When I was four I told my mother in no uncertain terms that my life goal was to one day become a grocery store checker. I loved seeing what people were buying and I would envision what they might cook with their ingredients. To placate me, my mom bought me a mini cash register for my fifth birthday, complete with plastic food staples you might find in your cabinet and fridge. I stole food from our kitchen cabinet to use and borrowed my parent’s credit cards to swipe. My parents told each other it meant I liked math, and that one day I would turn out to be a brilliant businesswoman and/or mathematician. A couple of weeks later they took the batteries out of my cash register (the noise was driving them berserk) and gave me a calculator, which was quickly lost in the depths of my toy drawers.

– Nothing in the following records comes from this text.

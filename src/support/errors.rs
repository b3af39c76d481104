use thiserror::Error;

/// Failures talking to the reverse geocoding provider
#[derive(Debug, Clone, Error, PartialEq, Eq)]
pub enum GeocodingError {
    #[error("Geocoding service error: {status}")]
    Upstream { status: u16 },

    #[error("Error reverse geocoding coordinates: {0}")]
    Transport(String),

    #[error("Invalid geocoding response: {0}")]
    Decode(String),
}

#[derive(Debug, Error)]
pub enum DomainError {
    #[error("{entity} not found")]
    NotFound {
        entity: &'static str,
        field: &'static str,
        value: String,
    },

    #[error("Email already exists")]
    EmailTaken,

    #[error("User location must be within Egypt.")]
    LocationOutsideEgypt,

    #[error("City not supported")]
    UnsupportedCity(String),

    #[error("Unable to determine user location.")]
    LocationUnresolved,

    #[error(transparent)]
    Geocoding(#[from] GeocodingError),

    #[error("Token error: {0}")]
    Token(String),

    #[error("Storage error: {0}")]
    Storage(String),
}

impl From<sea_orm::DbErr> for DomainError {
    fn from(e: sea_orm::DbErr) -> Self {
        Self::Storage(e.to_string())
    }
}

/// Result type for domain operations
pub type DomainResult<T> = Result<T, DomainError>;

/// Authentication failures raised by the auth guard
#[derive(Debug, Clone, Copy, Error, PartialEq, Eq)]
pub enum AuthError {
    #[error("No token provided")]
    MissingToken,

    #[error("Invalid token")]
    InvalidToken,
}
use async_trait::async_trait;

use super::{CreateUserDto, User, UserProfile};
use crate::domain::DomainResult;

/// Signs a session token for a freshly inserted user.
pub type TokenIssuer<'a> = &'a (dyn Fn(&User) -> DomainResult<String> + Send + Sync);

#[async_trait]
pub trait UserRepositoryInterface: Send + Sync {
    async fn find_by_email(&self, email: &str) -> DomainResult<Option<User>>;
    async fn find_profile(&self, id: i32) -> DomainResult<Option<UserProfile>>;

    /// Insert the user and issue its token as one unit of work.
    ///
    /// The row is committed only after `issue_token` succeeds; any failure
    /// leaves no user behind. A duplicate email yields `DomainError::EmailTaken`.
    async fn create_user_atomic(
        &self,
        dto: CreateUserDto,
        issue_token: TokenIssuer<'_>,
    ) -> DomainResult<(User, String)>;
}
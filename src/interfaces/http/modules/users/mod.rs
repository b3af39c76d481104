pub mod dto;
pub mod handlers;

pub use dto::{ProfileQuery, SignupRequest, UserProfileResponse, UserResponse};
pub use handlers::{get_profile, signup, UserHandlerState};
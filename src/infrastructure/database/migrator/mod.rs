//! Database migrations module

pub use sea_orm_migration::prelude::*;

mod m20240101_000001_create_users;

pub struct Migrator;

#[async_trait::async_trait]
impl MigratorTrait for Migrator {
    fn migrations() -> Vec<Box<dyn MigrationTrait>> {
        vec![Box::new(m20240101_000001_create_users::Migration)]
    }
}
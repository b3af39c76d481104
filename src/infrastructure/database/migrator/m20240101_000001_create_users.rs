//! Migration to create users table

use sea_orm_migration::prelude::*;

#[derive(DeriveMigrationName)]
pub struct Migration;

#[async_trait::async_trait]
impl MigrationTrait for Migration {
    async fn up(&self, manager: &SchemaManager) -> Result<(), DbErr> {
        manager
            .create_table(
                Table::create()
                    .table(Users::Table)
                    .if_not_exists()
                    .col(
                        ColumnDef::new(Users::Id)
                            .integer()
                            .not_null()
                            .auto_increment()
                            .primary_key(),
                    )
                    .col(ColumnDef::new(Users::Name).string_len(255).not_null())
                    .col(
                        ColumnDef::new(Users::Email)
                            .string_len(255)
                            .not_null()
                            .unique_key(),
                    )
                    .col(ColumnDef::new(Users::Latitude).double().not_null())
                    .col(ColumnDef::new(Users::Longitude).double().not_null())
                    .col(ColumnDef::new(Users::City).string_len(128).null())
                    .col(
                        ColumnDef::new(Users::CreatedAt)
                            .timestamp_with_time_zone()
                            .not_null(),
                    )
                    .to_owned(),
            )
            .await?;

        manager
            .create_index(
                Index::create()
                    .name("idx_users_city")
                    .table(Users::Table)
                    .col(Users::City)
                    .to_owned(),
            )
            .await?;

        Ok(())
    }

    async fn down(&self, manager: &SchemaManager) -> Result<(), DbErr> {
        manager
            .drop_table(Table::drop().table(Users::Table).to_owned())
            .await
    }
}

#[derive(Iden)]
enum Users {
    Table,
    Id,
    Name,
    Email,
    Latitude,
    Longitude,
    City,
    CreatedAt,
}
pub mod jwt;
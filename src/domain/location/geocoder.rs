use async_trait::async_trait;

use super::LocationInfo;
use crate::support::errors::GeocodingError;

/// Resolves coordinates into an address.
#[async_trait]
pub trait ReverseGeocoder: Send + Sync {
    async fn reverse_geocode(
        &self,
        latitude: f64,
        longitude: f64,
    ) -> Result<LocationInfo, GeocodingError>;
}
pub mod errors;
pub mod shutdown;

pub use errors::{AuthError, DomainError, DomainResult, GeocodingError};
pub use shutdown::{ShutdownCoordinator, ShutdownSignal};
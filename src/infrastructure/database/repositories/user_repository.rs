use async_trait::async_trait;
use chrono::Utc;
use sea_orm::{
    ActiveModelTrait, ColumnTrait, DatabaseConnection, DbErr, EntityTrait, FromQueryResult,
    QueryFilter, QuerySelect, Set, SqlErr, TransactionTrait,
};
use tracing::{debug, warn};

use crate::domain::{
    CreateUserDto, DomainError, DomainResult, TokenIssuer, User, UserProfile,
    UserRepositoryInterface,
};
use crate::infrastructure::database::entities::user;

pub struct UserRepository {
    db: DatabaseConnection,
}

impl UserRepository {
    pub fn new(db: DatabaseConnection) -> Self {
        Self { db }
    }
}

// ── Conversion helpers ──────────────────────────────────────────

fn user_model_to_domain(model: user::Model) -> User {
    User {
        id: model.id,
        name: model.name,
        email: model.email,
        latitude: model.latitude,
        longitude: model.longitude,
        city: model.city,
        created_at: model.created_at,
    }
}

#[derive(Debug, FromQueryResult)]
struct ProfileRow {
    name: String,
    email: String,
    city: Option<String>,
}

fn is_unique_violation(e: &DbErr) -> bool {
    matches!(e.sql_err(), Some(SqlErr::UniqueConstraintViolation(_)))
}

// ── Repository implementation ───────────────────────────────────

#[async_trait]
impl UserRepositoryInterface for UserRepository {
    async fn find_by_email(&self, email: &str) -> DomainResult<Option<User>> {
        let model = user::Entity::find()
            .filter(user::Column::Email.eq(email))
            .one(&self.db)
            .await?;

        Ok(model.map(user_model_to_domain))
    }

    async fn find_profile(&self, id: i32) -> DomainResult<Option<UserProfile>> {
        let row = user::Entity::find_by_id(id)
            .select_only()
            .columns([user::Column::Name, user::Column::Email, user::Column::City])
            .into_model::<ProfileRow>()
            .one(&self.db)
            .await?;

        Ok(row.map(|r| UserProfile {
            name: r.name,
            email: r.email,
            city: r.city,
        }))
    }

    async fn create_user_atomic(
        &self,
        dto: CreateUserDto,
        issue_token: TokenIssuer<'_>,
    ) -> DomainResult<(User, String)> {
        let txn = self.db.begin().await?;

        let new_user = user::ActiveModel {
            name: Set(dto.name),
            email: Set(dto.email),
            latitude: Set(dto.latitude),
            longitude: Set(dto.longitude),
            city: Set(dto.city),
            created_at: Set(Utc::now()),
            ..Default::default()
        };

        let inserted = match new_user.insert(&txn).await {
            Ok(model) => user_model_to_domain(model),
            Err(e) => {
                if let Err(rb) = txn.rollback().await {
                    warn!(error = %rb, "Rollback after failed insert did not complete");
                }
                return Err(if is_unique_violation(&e) {
                    DomainError::EmailTaken
                } else {
                    DomainError::from(e)
                });
            }
        };

        let token = match issue_token(&inserted) {
            Ok(token) => token,
            Err(e) => {
                debug!(user_id = inserted.id, "Token issuance failed, rolling back insert");
                txn.rollback().await?;
                return Err(e);
            }
        };

        txn.commit().await?;
        Ok((inserted, token))
    }
}
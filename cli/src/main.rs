//! MindWell API server
//!
//! ```sh
//! # Run with default config (~/.config/mindwell/config.toml)
//! mindwell-service
//!
//! # Custom config path
//! mindwell-service --config /etc/mindwell/config.toml
//!
//! # Override the port
//! mindwell-service --port 8080
//!
//! # Validate config without starting
//! mindwell-service --check
//! ```

use std::path::PathBuf;

use clap::Parser;
use tracing::{error, info};

use mindwell::config::{AppConfig, ConfigError};
use mindwell::server::{init_tracing, ServerHandle, ServerOptions};

/// MindWell API: user signup and profiles for the MindWell platform.
#[derive(Parser, Debug)]
#[command(
    name = "mindwell-service",
    version,
    about = "MindWell REST API server",
    long_about = "MindWell REST API server: user signup with location checks, \
                  profile lookup and JWT cookie sessions.\n\n\
                  Default config: ~/.config/mindwell/config.toml"
)]
struct Cli {
    /// Path to the configuration file (TOML).
    #[arg(short, long, env = "MINDWELL_CONFIG")]
    config: Option<PathBuf>,

    /// Override the listen port.
    #[arg(short, long)]
    port: Option<u16>,

    /// Override the log level (trace, debug, info, warn, error).
    #[arg(short, long)]
    log_level: Option<String>,

    /// Validate the configuration file and exit without starting the server.
    #[arg(long)]
    check: bool,

    /// Skip database migrations on startup.
    #[arg(long)]
    no_migrate: bool,
}

/// Apply command-line overrides on top of the loaded configuration and
/// re-check the result.
fn apply_overrides(config: &mut AppConfig, cli: &Cli) -> Result<(), ConfigError> {
    if let Some(port) = cli.port {
        config.server.port = port;
    }
    if let Some(ref level) = cli.log_level {
        config.logging.level = level.clone();
    }
    config.validate()
}

#[tokio::main]
async fn main() -> Result<(), Box<dyn std::error::Error>> {
    let cli = Cli::parse();

    // ── Load configuration ─────────────────────────────────────
    let config_path = cli
        .config
        .clone()
        .unwrap_or_else(mindwell::default_config_path);

    let mut config = match AppConfig::load(&config_path) {
        Ok(cfg) => cfg,
        Err(e) if cli.check => {
            eprintln!("❌ {}", e);
            std::process::exit(1);
        }
        Err(e) => {
            tracing_subscriber::fmt()
                .with_env_filter(tracing_subscriber::EnvFilter::new("info"))
                .init();
            error!("Failed to load config from {}: {}", config_path.display(), e);
            return Err(e.into());
        }
    };

    // ── Apply CLI overrides ────────────────────────────────────
    if let Err(e) = apply_overrides(&mut config, &cli) {
        if cli.check {
            eprintln!("❌ {}", e);
            std::process::exit(1);
        }
        return Err(e.into());
    }

    // ── Config validation mode ─────────────────────────────────
    if cli.check {
        println!("✅ Configuration is valid");
        println!("   Config file : {}", config_path.display());
        println!("   Environment : {:?}", config.environment);
        println!("   Address     : {}", config.listen_address());
        println!("   Database    : {}", config.database.url);
        println!("   Log level   : {}", config.logging.level);
        return Ok(());
    }

    init_tracing(&config);
    info!("Configuration loaded from {}", config_path.display());

    // ── Start server ───────────────────────────────────────────
    let handle = ServerHandle::start(ServerOptions {
        config,
        auto_migrate: !cli.no_migrate,
    })
    .await?;

    handle.install_signal_handler();

    info!("🚀 Press Ctrl+C to shutdown gracefully.");

    handle.shutdown_signal().wait().await;
    handle.wait().await;

    Ok(())
}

Some odd twenty years later, I’ve found myself recently graduated from a master’s program with a degree in Public Health. Obviously at the age of four I had no idea that this was where I’d end up. I grew up as a prime example of a millennial; my parents had started with nothing and worked hard for everything we had. They believed that their children should be able to follow their passions and achieve the same successful results they did.
Enter the 2008 recession and the knowledge that it was no longer about following a passion so much as it was about finding something that you were good at and paid well. While I could blame my decision to attend graduate school on the economy, lack of jobs, enhanced education, etc, I still remember writing my personal statement for my applications and thinking they were total crap. At 23, I had no idea who I was and the idea of professing what I was going to do with my life was terrifying. I’d learned from a few life experiences that my undergrad degree in History was not going to get me very far. I’d just followed my passion like all of the adults had told me to do, yet there were no jobs knocking on my door. I was interested in health care and health discrepancies and had internships in those areas, so why not follow something I thought I might end up being passionate about?

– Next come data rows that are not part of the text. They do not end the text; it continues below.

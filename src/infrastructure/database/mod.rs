pub mod entities;
pub mod migrator;
pub mod repositories;

use std::time::Duration;

use sea_orm::{ConnectOptions, Database, DatabaseConnection};
use serde::{Deserialize, Serialize};
use tracing::info;

/// Database configuration
#[derive(Debug, Clone, Serialize, Deserialize)]
#[serde(default)]
pub struct DatabaseConfig {
    /// Database URL (e.g., "sqlite://./database.sqlite?mode=rwc")
    pub url: String,
    /// Upper bound for the connection pool (driver default when unset)
    pub max_connections: Option<u32>,
}

impl Default for DatabaseConfig {
    fn default() -> Self {
        Self {
            url: "sqlite://./database.sqlite?mode=rwc".to_string(),
            max_connections: None,
        }
    }
}

impl DatabaseConfig {
    /// Create config for SQLite
    pub fn sqlite(path: &str) -> Self {
        Self {
            url: format!("sqlite://{}?mode=rwc", path),
            max_connections: None,
        }
    }

    /// Private in-memory SQLite database. Pinned to one connection so every
    /// query sees the same database.
    pub fn in_memory() -> Self {
        Self {
            url: "sqlite::memory:".to_string(),
            max_connections: Some(1),
        }
    }
}

/// Initialize database connection
pub async fn init_database(config: &DatabaseConfig) -> Result<DatabaseConnection, sea_orm::DbErr> {
    info!("Connecting to database: {}", config.url);

    let mut options = ConnectOptions::new(config.url.clone());
    options
        .connect_timeout(Duration::from_secs(5))
        .sqlx_logging(false);
    if let Some(max) = config.max_connections {
        options.max_connections(max).min_connections(1);
    }

    let db = Database::connect(options).await?;
    info!("Database connected successfully");
    Ok(db)
}
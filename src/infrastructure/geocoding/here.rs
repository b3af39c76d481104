//! HERE Geocoding & Search API client (`/revgeocode`).

use std::time::Duration;

use async_trait::async_trait;
use serde::Deserialize;
use tracing::{debug, warn};

use crate::config::GeocodingConfig;
use crate::domain::{LocationInfo, ReverseGeocoder};
use crate::support::errors::GeocodingError;

#[derive(Debug, Deserialize)]
struct RevGeocodeResponse {
    #[serde(default)]
    items: Vec<RevGeocodeItem>,
}

#[derive(Debug, Deserialize)]
struct RevGeocodeItem {
    #[serde(default)]
    address: HereAddress,
}

#[derive(Debug, Default, Deserialize)]
#[serde(rename_all = "camelCase")]
struct HereAddress {
    label: Option<String>,
    city: Option<String>,
    country_name: Option<String>,
    country_code: Option<String>,
}

impl From<RevGeocodeResponse> for LocationInfo {
    fn from(response: RevGeocodeResponse) -> Self {
        let Some(item) = response.items.into_iter().next() else {
            return LocationInfo::default();
        };
        LocationInfo {
            address: item.address.label,
            city: item.address.city,
            country: item.address.country_name,
            country_code: item.address.country_code,
        }
    }
}

/// Reverse geocoder backed by the HERE REST API
#[derive(Clone)]
pub struct HereGeocoder {
    client: reqwest::Client,
    base_url: String,
    api_key: String,
}

impl HereGeocoder {
    pub fn new(config: &GeocodingConfig) -> Result<Self, GeocodingError> {
        let client = reqwest::Client::builder()
            .timeout(Duration::from_secs(config.timeout_secs))
            .build()
            .map_err(|e| GeocodingError::Transport(e.to_string()))?;

        if config.api_key.is_empty() {
            warn!("Geocoding API key is empty; signup requests will be rejected upstream");
        }

        Ok(Self {
            client,
            base_url: config.base_url.trim_end_matches('/').to_string(),
            api_key: config.api_key.clone(),
        })
    }
}

#[async_trait]
impl ReverseGeocoder for HereGeocoder {
    async fn reverse_geocode(
        &self,
        latitude: f64,
        longitude: f64,
    ) -> Result<LocationInfo, GeocodingError> {
        let url = format!("{}/revgeocode", self.base_url);
        let at = format!("{},{}", latitude, longitude);

        debug!(latitude, longitude, "Reverse geocoding coordinates");

        let response = self
            .client
            .get(&url)
            .query(&[("at", at.as_str()), ("lang", "en-US"), ("apiKey", self.api_key.as_str())])
            .send()
            .await
            .map_err(|e| GeocodingError::Transport(e.without_url().to_string()))?;

        let status = response.status();
        if !status.is_success() {
            warn!(status = status.as_u16(), "Geocoding service returned an error");
            return Err(GeocodingError::Upstream {
                status: status.as_u16(),
            });
        }

        let body: RevGeocodeResponse = response
            .json()
            .await
            .map_err(|e| GeocodingError::Decode(e.without_url().to_string()))?;

        Ok(body.into())
    }
}
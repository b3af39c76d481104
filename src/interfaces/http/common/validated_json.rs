//! Validated JSON extractor for Axum
//!
//! `ValidatedJson<T>` works like `axum::Json<T>`, but additionally runs
//! `validator::Validate::validate()` on the deserialized value.
//! Malformed bodies and validation failures are answered with 400 and the
//! standard error envelope.

use axum::extract::rejection::JsonRejection;
use axum::extract::FromRequest;
use axum::http::StatusCode;
use axum::response::{IntoResponse, Response};
use axum::Json;
use serde::de::DeserializeOwned;
use validator::Validate;

use super::ApiError;

/// An extractor that deserializes JSON and validates it.
///
/// # Usage
///
/// ```ignore
/// use validator::Validate;
///
/// #[derive(Deserialize, Validate)]
/// struct Signup {
///     #[validate(length(min = 1))]
///     name: String,
///     #[validate(email)]
///     email: String,
/// }
///
/// async fn handler(ValidatedJson(body): ValidatedJson<Signup>) {
///     // `body` is guaranteed to pass validation
/// }
/// ```
pub struct ValidatedJson<T>(pub T);

/// Error type for `ValidatedJson` extraction failures.
pub enum ValidatedJsonRejection {
    /// JSON parsing failed.
    JsonError(JsonRejection),
    /// Validation failed.
    ValidationError(validator::ValidationErrors),
}

impl ValidatedJsonRejection {
    fn into_api_error(self) -> ApiError {
        match self {
            Self::JsonError(rejection) => {
                let status = match rejection.status() {
                    StatusCode::UNSUPPORTED_MEDIA_TYPE => StatusCode::UNSUPPORTED_MEDIA_TYPE,
                    _ => StatusCode::BAD_REQUEST,
                };
                ApiError::new(status, rejection.body_text())
            }
            Self::ValidationError(errors) => {
                let mut field_errors: Vec<String> = errors
                    .field_errors()
                    .iter()
                    .flat_map(|(field, errs)| {
                        errs.iter().map(move |e| {
                            let msg = e
                                .message
                                .as_ref()
                                .map(|m| m.to_string())
                                .unwrap_or_else(|| format!("{}", e.code));
                            format!("{}: {}", field, msg)
                        })
                    })
                    .collect();
                field_errors.sort();

                let message = if field_errors.is_empty() {
                    "Validation failed".to_string()
                } else {
                    field_errors.join("; ")
                };

                ApiError::bad_request(message)
            }
        }
    }
}

impl IntoResponse for ValidatedJsonRejection {
    fn into_response(self) -> Response {
        self.into_api_error().into_response()
    }
}

impl<S, T> FromRequest<S> for ValidatedJson<T>
where
    T: DeserializeOwned + Validate,
    S: Send + Sync,
{
    type Rejection = ValidatedJsonRejection;

    async fn from_request(
        req: axum::extract::Request,
        state: &S,
    ) -> Result<Self, Self::Rejection> {
        let Json(value) = Json::<T>::from_request(req, state)
            .await
            .map_err(ValidatedJsonRejection::JsonError)?;

        value
            .validate()
            .map_err(ValidatedJsonRejection::ValidationError)?;

        Ok(ValidatedJson(value))
    }
}

// ── Tests ──────────────────────────────────────────────────────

Luckily for me I found something that I am not only passionate about, but I actually enjoy. I loved my two years in graduate school (for the most part) and the internships and resources I had access to as a student. Graduation was an elating and terrifying time. As a student, I was shielded from the real world with class projects and exams. Internships were readily available for graduate students and professors were happy to put in a good word. Suddenly I find myself without the regular class and exam schedule, the office hours and open doors of professors, and the internships relegated to students. While I should be scared, I’m not (yet). I’m trying to limit the amount of Netflix I watch, or at least combine it with job hunting. I’m not holding myself to one location, one profession, or one organization. The terrified part of me is waning, while the excited part of me is looking forward to the next chapter and all of the possibilities that a new job, a new city and a new home hold for me. My goals have changed since I was four, as has my outlook on following my passion. I miss the stress free days of ringing up fake plastic fruit and using my parent’s credit cards (for both pretend and real situations), but the last two years of hard work, internships and inevitable debt are all mine. Moving forward those are things I can take with me wherever I go.